**What to produce:**
Start with the first line of the data and end with the line that holds "use crate::cache::ContextCache;"; write out each one exactly.
++++++++++
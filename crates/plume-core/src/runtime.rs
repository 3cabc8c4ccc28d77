//! Host-facing entry points: one `Runtime` per database connection.

use std::cell::{Ref, RefCell, RefMut};
use std::panic::{AssertUnwindSafe, catch_unwind};
use std::rc::Rc;

use serde::Serialize;

use crate::bridge::{LANGUAGE, Session, SharedHost};
use crate::cache::ContextCache;
use crate::compiler;
use crate::config::RuntimeConfig;
use crate::datum::{Datum, Oid};
use crate::dispatch::{CallOutcome, CallRequest, Dispatcher};
use crate::error::{PlumeError, Result};
use crate::host::window::WindowPartition;
use crate::host::{Catalog, Host, WindowFrame};
use crate::interrupt::InterruptHandle;

#[derive(Clone, Debug, Serialize)]
pub struct ContextInfo {
    pub role: Oid,
    pub used_memory: usize,
    pub routines: usize,
}

#[derive(Clone, Debug, Serialize)]
pub struct RuntimeInfo {
    pub version: &'static str,
    pub language: &'static str,
    pub engine: &'static str,
    pub memory_limit_mb: u64,
    pub execution_timeout_secs: u64,
    pub contexts: Vec<ContextInfo>,
}

#[derive(Clone, Copy, Debug, Default, Eq, PartialEq, Serialize)]
pub struct RuntimeStats {
    pub contexts_created: u64,
    pub compilations: u64,
    pub cache_hits: u64,
    pub statements: u64,
}

pub struct Runtime<H: Host + 'static> {
    host: Rc<RefCell<H>>,
    session: Rc<Session>,
    contexts: ContextCache,
    config: RuntimeConfig,
    interrupt: InterruptHandle,
}

impl<H: Host + 'static> Runtime<H> {
    /// Validates `config`; no script context exists until the first call.
    pub fn new(host: H, config: RuntimeConfig) -> Result<Self> {
        config.validate()?;
        let host = Rc::new(RefCell::new(host));
        let shared: SharedHost = host.clone();
        log::debug!(
            "runtime ready: memory limit {} MB, timeout {}s",
            config.memory_limit_mb,
            config.execution_timeout_secs
        );
        Ok(Self {
            host,
            session: Rc::new(Session::new(shared)),
            contexts: ContextCache::default(),
            config,
            interrupt: InterruptHandle::new(),
        })
    }

    pub fn host(&self) -> Ref<'_, H> {
        self.host.borrow()
    }

    pub fn host_mut(&self) -> RefMut<'_, H> {
        self.host.borrow_mut()
    }

    pub fn config(&self) -> &RuntimeConfig {
        &self.config
    }

    pub fn interrupt_handle(&self) -> InterruptHandle {
        self.interrupt.clone()
    }

    fn dispatcher(&mut self) -> Dispatcher<'_> {
        Dispatcher {
            session: &self.session,
            contexts: &mut self.contexts,
            config: &self.config,
            interrupt: &self.interrupt,
        }
    }

    /// Runs one routine; panics below this point come back as execution errors.
    pub fn call(&mut self, request: CallRequest) -> Result<CallOutcome> {
        let mut dispatcher = self.dispatcher();
        guard(move || dispatcher.call(request))
    }

    /// Runs an anonymous code block in the current role's context.
    pub fn inline(&mut self, source: &str, nonatomic: bool) -> Result<()> {
        let mut dispatcher = self.dispatcher();
        guard(move || dispatcher.inline(source, nonatomic))
    }

    /// Checks that a routine compiles, without running or caching it.
    pub fn validate(&self, routine: Oid) -> Result<()> {
        let meta = self.host.borrow().routine(routine)?;
        if meta.language != LANGUAGE {
            return Err(PlumeError::ArgumentType(format!(
                "function {} is not written in {LANGUAGE}",
                meta.signature()
            )));
        }
        compiler::check(&meta)
    }

    /// Evaluates a window routine once per row of `partition`.
    pub fn evaluate_window(
        &mut self,
        routine: Oid,
        partition: WindowPartition,
    ) -> Result<Vec<Datum>> {
        let len = partition.len();
        let partition = Rc::new(RefCell::new(partition));
        let frame: Rc<RefCell<dyn WindowFrame>> = partition.clone();
        let mut out = Vec::with_capacity(len);
        for pos in 0..len {
            partition.borrow_mut().set_current(pos);
            let outcome = self.call(CallRequest::window(routine, Rc::clone(&frame)))?;
            out.push(outcome.into_value().unwrap_or(Datum::Null));
        }
        Ok(out)
    }

    /// Drops every context, compiled routine and open plan.
    pub fn reset(&mut self) {
        self.contexts.clear();
        self.session.reset();
        log::debug!("runtime reset");
    }

    pub fn info(&self) -> RuntimeInfo {
        let mut contexts: Vec<ContextInfo> = self
            .contexts
            .iter()
            .map(|context| ContextInfo {
                role: context.role(),
                used_memory: context.used_memory(),
                routines: context.routines().len(),
            })
            .collect();
        contexts.sort_by_key(|context| context.role);
        RuntimeInfo {
            version: env!("CARGO_PKG_VERSION"),
            language: LANGUAGE,
            engine: "Lua 5.4",
            memory_limit_mb: self.config.memory_limit_mb,
            execution_timeout_secs: self.config.execution_timeout_secs,
            contexts,
        }
    }

    pub fn stats(&self) -> RuntimeStats {
        RuntimeStats {
            contexts_created: self.contexts.created(),
            compilations: self.contexts.compilations(),
            cache_hits: self.contexts.hits(),
            statements: self.session.statements_executed(),
        }
    }

    /// Releases all script state and hands the host back.
    pub fn into_host(mut self) -> Option<H> {
        self.reset();
        let Runtime { host, session, .. } = self;
        drop(session);
        Rc::try_unwrap(host).ok().map(RefCell::into_inner)
    }
}

fn guard<T>(op: impl FnOnce() -> Result<T>) -> Result<T> {
    match catch_unwind(AssertUnwindSafe(op)) {
        Ok(result) => result,
        Err(payload) => {
            let err = PlumeError::from_panic(payload.as_ref());
            log::error!("{err}");
            Err(err)
        }
    }
}
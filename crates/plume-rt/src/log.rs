use std::io::Write;
use std::sync::Once;

use log::{Level, LevelFilter, Log, Metadata, Record};

static INIT: Once = Once::new();
static LOGGER: PlumeLogger = PlumeLogger;

/// Stderr logger switched on by `PLUME_LOG`.
pub struct PlumeLogger;

impl Log for PlumeLogger {
    fn enabled(&self, metadata: &Metadata<'_>) -> bool {
        metadata.level() <= log::max_level()
    }

    fn log(&self, record: &Record<'_>) {
        if !self.enabled(record.metadata()) {
            return;
        }
        let level = match record.level() {
            Level::Error => "error",
            Level::Warn => "warn",
            Level::Info => "info",
            Level::Debug => "debug",
            Level::Trace => "trace",
        };
        let mut stderr = std::io::stderr().lock();
        let _ = writeln!(stderr, "[{level}] {}: {}", record.target(), record.args());
    }

    fn flush(&self) {
        let _ = std::io::stderr().flush();
    }
}

pub fn level_from_env() -> LevelFilter {
    match std::env::var("PLUME_LOG").as_deref().map(str::trim) {
        Ok("1") | Ok("info") | Ok("true") => LevelFilter::Info,
        Ok("debug") => LevelFilter::Debug,
        Ok("trace") => LevelFilter::Trace,
        Ok("warn") => LevelFilter::Warn,
        Ok("error") => LevelFilter::Error,
        _ => LevelFilter::Off,
    }
}

/// Installs the logger once per process; later calls only refresh the level.
pub fn init() {
    INIT.call_once(|| {
        let _ = log::set_logger(&LOGGER);
    });
    log::set_max_level(level_from_env());
}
++++++++++
**Exercise solution:**
filename crates/plume-core/src/runtime.rs
repository 3cabc8c4ccc28d77
//! Host-facing entry points: one `Runtime` per database connection.

use std::cell::{Ref, RefCell, RefMut};
use std::panic::{AssertUnwindSafe, catch_unwind};
use std::rc::Rc;

use serde::Serialize;

use crate::bridge::{LANGUAGE, Session, SharedHost};
use crate::cache::ContextCache;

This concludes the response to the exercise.